Cobalt-Directed Assembly of Antibodies onto Metal-Phenolic Networks for Enhanced Particle Targeting

The orientation-specific immobilization of antibodies onto nanoparticles, to preserve antibody-antigen recognition, is a key challenge in developing targeted nanomedicines. Herein, we report the targeting ability of metal-phenolic network (MPN)-coated gold nanoparticles with surface-physisorbed antibodies against respective antigens. The MPN coatings were self-assembled from metal ions (Fe^III, Co^II, Cu^II, Ni^II, or Zn^II) cross-linked with tannic acid.
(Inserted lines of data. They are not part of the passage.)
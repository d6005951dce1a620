//! Report editing sessions and the finalize-on-save transaction.
//!
//! ```text
//!   ReportSession ── edit/blur ──▶ data + live number ──▶ IndexSync (debounced)
//!        │
//!        └── save ──▶ ReportSaver (one IMMEDIATE transaction)
//!                      1. resolve layout        4. write report
//!                      2. read existing report  5. append history
//!                      3. allocate number
//! ```

mod index;
mod save;
mod session;

pub use index::*;
pub use save::*;
pub use session::*;

use crate::db::DbError;
use crate::layout::LayoutError;
use crate::numbering::NumberingError;
use thiserror::Error;

/// Report errors.
#[derive(Error, Debug)]
pub enum ReportError {
    #[error("Database error: {0}")]
    Database(#[from] DbError),

    #[error("Layout error: {0}")]
    Layout(#[from] LayoutError),

    #[error("Numbering error: {0}")]
    Numbering(#[from] NumberingError),

    #[error("{field} is required")]
    Validation { field: String },

    #[error("Invalid vehicle: {0}")]
    InvalidVehicle(String),

    #[error("Invalid branch code: {0}")]
    InvalidBranch(String),

    #[error("Unauthorized: {0}")]
    Unauthorized(String),
}

pub type ReportResult<T> = Result<T, ReportError>;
Upon physisorption of antibodies, all particle systems exhibited enhanced association with target antigens, with Co^II systems demonstrating more than 2-fold greater association. These systems contained more metal atoms distributed in a way to specifically interact with antibodies, which were investigated by molecular dynamics simulations. A model antibody fragment crystallizable (Fc) region in solution with Co^II-tannic acid complexes revealed that the solvent-exposed Co^II can directly coordinate to the histidine-rich portion of the Fc region. This one-pot interaction suggests anchoring of the antibody Fc region to the MPN on nanoparticles, allowing for enhanced targeting.